Id. at 663. First, as explained above, this position gives undue weight to the title of the section 3145(c) at the expense of the plain meaning of the text. See also Trainmen v. Baltimore & Ohio R. Co., 331 U.S. 519, 528-529 (1947) ("[T]he title of a statute and the heading of a section cannot limit the plain meaning of the text."). Second, while the Eighth Circuit has looked to context when interpreting statutes, United States v. Jungers, 702 F.3d 1066, 1069 (8th Cir. 2013), Does v. Gillespie, 867 F.3d 1034, 1043 (8th Cir. 2017), courts must be careful not to place undue weight on a provision's placement within a statute. See Yates v. United States, 574 U.S. 528, 559-60 (2015) (Kagan, J. dissenting) (criticizing the plurality for "divin[ing] meaning" from a provision's "position" within a statute when no canon of construction supports that interpretative method (citing SCALIA & GARNER at §§ XI-XVI)).
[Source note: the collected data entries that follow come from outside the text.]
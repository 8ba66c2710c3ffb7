//! Geographic coordinate type and spatial utilities.
//!
//! `GeoPoint` uses `f64` latitude/longitude.  Two distance measures exist and
//! they must not be mixed without an explicit conversion:
//!
//! - [`GeoPoint::distance_m`] — haversine great-circle distance in metres.
//!   Used for every real-world comparison (margins, radii, route lengths).
//! - [`GeoPoint::planar_deg`] — Euclidean distance in raw degree space.  Only
//!   for fast *relative* comparisons such as route similarity sampling.
//!
//! Converting between the two uses the pinned [`METERS_PER_DEGREE`] constant
//! (1×10⁻⁴° ≈ 11 m at campus latitude) so results are reproducible.

/// Mean Earth radius, metres.
pub const EARTH_RADIUS_M: f64 = 6_371_000.0;

/// Fixed degrees → metres factor for planar approximations.
pub const METERS_PER_DEGREE: f64 = 111_000.0;

/// Convert a planar degree-space length to approximate metres.
#[inline]
pub fn deg_to_m(deg: f64) -> f64 {
    deg * METERS_PER_DEGREE
}

/// Convert metres to an approximate planar degree-space length.
#[inline]
pub fn m_to_deg(m: f64) -> f64 {
    m / METERS_PER_DEGREE
}

/// A WGS-84 geographic coordinate.
#[derive(Copy, Clone, Debug, PartialEq)]
#[cfg_attr(feature = "serde", derive(serde::Serialize, serde::Deserialize))]
pub struct GeoPoint {
    pub lat: f64,
    pub lon: f64,
}

impl GeoPoint {
    #[inline]
    pub const fn new(lat: f64, lon: f64) -> Self {
        Self { lat, lon }
    }

    /// `true` if both components are finite and inside WGS-84 bounds.
    pub fn is_valid(self) -> bool {
        self.lat.is_finite()
            && self.lon.is_finite()
            && (-90.0..=90.0).contains(&self.lat)
            && (-180.0..=180.0).contains(&self.lon)
    }

    /// Haversine great-circle distance in metres.
    pub fn distance_m(self, other: GeoPoint) -> f64 {
        let d_lat = (other.lat - self.lat).to_radians();
        let d_lon = (other.lon - self.lon).to_radians();

        let lat1 = self.lat.to_radians();
        let lat2 = other.lat.to_radians();

        let a = (d_lat * 0.5).sin().powi(2)
            + lat1.cos() * lat2.cos() * (d_lon * 0.5).sin().powi(2);

        // Clamp guards against a > 1 from rounding on antipodal inputs.
        let c = 2.0 * a.sqrt().atan2((1.0 - a).max(0.0).sqrt());
        EARTH_RADIUS_M * c
    }

    /// Euclidean distance in degree space.  Relative comparisons only.
    #[inline]
    pub fn planar_deg(self, other: GeoPoint) -> f64 {
        let dlat = self.lat - other.lat;
        let dlon = self.lon - other.lon;
        (dlat * dlat + dlon * dlon).sqrt()
    }

    /// Initial great-circle bearing from `self` to `other`, degrees in `[0, 360)`.
    ///
    /// Identical points yield `0.0`.
    pub fn bearing_deg(self, other: GeoPoint) -> f64 {
        let lat1 = self.lat.to_radians();
        let lat2 = other.lat.to_radians();
        let d_lon = (other.lon - self.lon).to_radians();

        let y = d_lon.sin() * lat2.cos();
        let x = lat1.cos() * lat2.sin() - lat1.sin() * lat2.cos() * d_lon.cos();

        let deg = y.atan2(x).to_degrees().rem_euclid(360.0);
        // rem_euclid can round up to exactly 360 for tiny negative inputs.
        if deg >= 360.0 { 0.0 } else { deg }
    }

    /// Linear interpolation in degree space; `t = 0` is `self`, `t = 1` is `other`.
    #[inline]
    pub fn lerp(self, other: GeoPoint, t: f64) -> GeoPoint {
        GeoPoint {
            lat: self.lat + (other.lat - self.lat) * t,
            lon: self.lon + (other.lon - self.lon) * t,
        }
    }

    /// Shift by `north_m` / `east_m` metres using a local flat-earth
    /// approximation.  Accurate to well under a metre over campus distances.
    pub fn offset_m(self, north_m: f64, east_m: f64) -> GeoPoint {
        let d_lat = (north_m / EARTH_RADIUS_M).to_degrees();
        let d_lon = (east_m / (EARTH_RADIUS_M * self.lat.to_radians().cos())).to_degrees();
        GeoPoint::new(self.lat + d_lat, self.lon + d_lon)
    }
}

impl std::fmt::Display for GeoPoint {
    fn fmt(&self, f: &mut std::fmt::Formatter<'_>) -> std::fmt::Result {
        write!(f, "({:.6}, {:.6})", self.lat, self.lon)
    }
}

/// Total haversine length of a polyline in metres.  Zero for fewer than two points.
pub fn path_length_m(path: &[GeoPoint]) -> f64 {
    path.windows(2).map(|w| w[0].distance_m(w[1])).sum()
}

/// Signed change from bearing `from` to bearing `to`, degrees in `(-180, 180]`.
///
/// Positive values turn clockwise (right), negative counter-clockwise (left).
pub fn bearing_delta_deg(from: f64, to: f64) -> f64 {
    let d = (to - from).rem_euclid(360.0);
    if d > 180.0 { d - 360.0 } else { d }
}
Chen also based its conclusion upon an erroneous belief that "there is no suggestion in the statute or its meager legislative history that [3145(c)] was intended to be available to the district courts." 257 F. Supp. 2d at 664 (emphasis in original). Though this Court frowns upon resorting to legislative history, see BNSF Ry. Co. v. Loos, 586 U.S. —, 139 S. Ct. 893, 906 (2019) (Gorsuch, J., dissenting) (recognizing that "statutory history," unlike "unenacted legislative history," is "the sort of textual evidence everyone agrees can sometimes shed light on meaning"), section 3145(c)'s legislative history does provide some indication that it includes district judges. During the legislative process, an earlier version of the "exceptional reasons" amendment to section 3145(c) stated that it could be applied "by a court of appeals or a judge thereof." 136 Cong. Rec. S6, 491 (daily ed. May 17, 1990) (Section 1152—Mandatory Detention); see Jonathan S. Rosen, An Examination of the "Exceptional Reasons" Jurisprudence of the Mandatory Detention Act: Title 18 U .S.C. §§ 3143, 3145(c), 19 VT. L. REV. 19, fn.41 (1994). In the final version of the amendment, however, the language was changed to say that the determination could be made by "the judicial officer." If Congress had intended for the "exceptional reasons" authority to apply exclusively to circuit judges, it could have easily left the original language in place. The substitution of the broader term "judicial officer" indicates that Congress may have intended to include district judges among those who could grant "exceptional reasons" relief. But as explained in the next section, this does not end the inquiry.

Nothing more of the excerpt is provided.